● Data for processing
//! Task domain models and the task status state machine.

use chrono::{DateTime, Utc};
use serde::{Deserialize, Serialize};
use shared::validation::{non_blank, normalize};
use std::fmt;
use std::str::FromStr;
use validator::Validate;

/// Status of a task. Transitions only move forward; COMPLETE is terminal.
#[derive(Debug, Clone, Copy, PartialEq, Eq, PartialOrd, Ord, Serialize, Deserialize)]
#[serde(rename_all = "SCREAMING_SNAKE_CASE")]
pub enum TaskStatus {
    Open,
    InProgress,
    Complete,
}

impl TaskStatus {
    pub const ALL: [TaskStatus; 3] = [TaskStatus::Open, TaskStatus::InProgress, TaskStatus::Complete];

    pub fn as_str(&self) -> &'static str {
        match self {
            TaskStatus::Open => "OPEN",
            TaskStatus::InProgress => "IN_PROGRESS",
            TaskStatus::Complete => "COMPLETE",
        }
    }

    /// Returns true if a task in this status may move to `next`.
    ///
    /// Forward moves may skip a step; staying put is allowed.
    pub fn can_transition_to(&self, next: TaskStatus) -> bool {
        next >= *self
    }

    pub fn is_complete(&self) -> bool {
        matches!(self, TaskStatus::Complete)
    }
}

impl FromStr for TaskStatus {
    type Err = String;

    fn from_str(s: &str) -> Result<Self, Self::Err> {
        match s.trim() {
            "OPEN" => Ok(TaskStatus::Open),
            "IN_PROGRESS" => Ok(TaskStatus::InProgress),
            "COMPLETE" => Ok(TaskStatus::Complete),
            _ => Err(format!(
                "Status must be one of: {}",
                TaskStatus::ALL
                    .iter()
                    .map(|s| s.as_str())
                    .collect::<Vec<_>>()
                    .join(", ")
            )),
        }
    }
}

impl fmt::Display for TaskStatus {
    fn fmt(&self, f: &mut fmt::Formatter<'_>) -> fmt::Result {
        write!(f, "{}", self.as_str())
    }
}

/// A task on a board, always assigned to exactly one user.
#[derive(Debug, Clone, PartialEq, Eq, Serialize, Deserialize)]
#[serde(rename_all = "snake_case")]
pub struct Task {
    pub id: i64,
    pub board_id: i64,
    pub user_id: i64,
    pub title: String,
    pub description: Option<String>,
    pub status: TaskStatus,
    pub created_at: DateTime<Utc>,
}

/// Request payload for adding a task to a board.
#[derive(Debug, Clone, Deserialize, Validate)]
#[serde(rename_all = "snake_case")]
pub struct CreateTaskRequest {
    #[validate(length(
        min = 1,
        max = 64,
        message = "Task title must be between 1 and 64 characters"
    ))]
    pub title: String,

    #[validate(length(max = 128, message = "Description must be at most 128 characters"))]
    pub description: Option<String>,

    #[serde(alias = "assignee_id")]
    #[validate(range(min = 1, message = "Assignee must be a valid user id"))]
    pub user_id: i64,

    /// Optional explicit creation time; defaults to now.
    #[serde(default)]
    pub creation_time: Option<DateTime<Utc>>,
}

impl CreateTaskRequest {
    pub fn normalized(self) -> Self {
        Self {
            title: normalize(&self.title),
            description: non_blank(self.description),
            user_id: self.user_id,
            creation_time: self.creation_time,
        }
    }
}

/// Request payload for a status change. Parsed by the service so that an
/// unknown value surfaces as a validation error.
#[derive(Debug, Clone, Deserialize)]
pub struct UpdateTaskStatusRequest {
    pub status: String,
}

● Instructions for the task
Exactly as written, reproduce the lines of the data above from the first line through the line where "put is allowed." appears.

● Solution to the problem
//! Task domain models and the task status state machine.

use chrono::{DateTime, Utc};
use serde::{Deserialize, Serialize};
use shared::validation::{non_blank, normalize};
use std::fmt;
use std::str::FromStr;
use validator::Validate;

/// Status of a task. Transitions only move forward; COMPLETE is terminal.
#[derive(Debug, Clone, Copy, PartialEq, Eq, PartialOrd, Ord, Serialize, Deserialize)]
#[serde(rename_all = "SCREAMING_SNAKE_CASE")]
pub enum TaskStatus {
    Open,
    InProgress,
    Complete,
}

impl TaskStatus {
    pub const ALL: [TaskStatus; 3] = [TaskStatus::Open, TaskStatus::InProgress, TaskStatus::Complete];

    pub fn as_str(&self) -> &'static str {
        match self {
            TaskStatus::Open => "OPEN",
            TaskStatus::InProgress => "IN_PROGRESS",
            TaskStatus::Complete => "COMPLETE",
        }
    }

    /// Returns true if a task in this status may move to `next`.
    ///
    /// Forward moves may skip a step; staying put is allowed.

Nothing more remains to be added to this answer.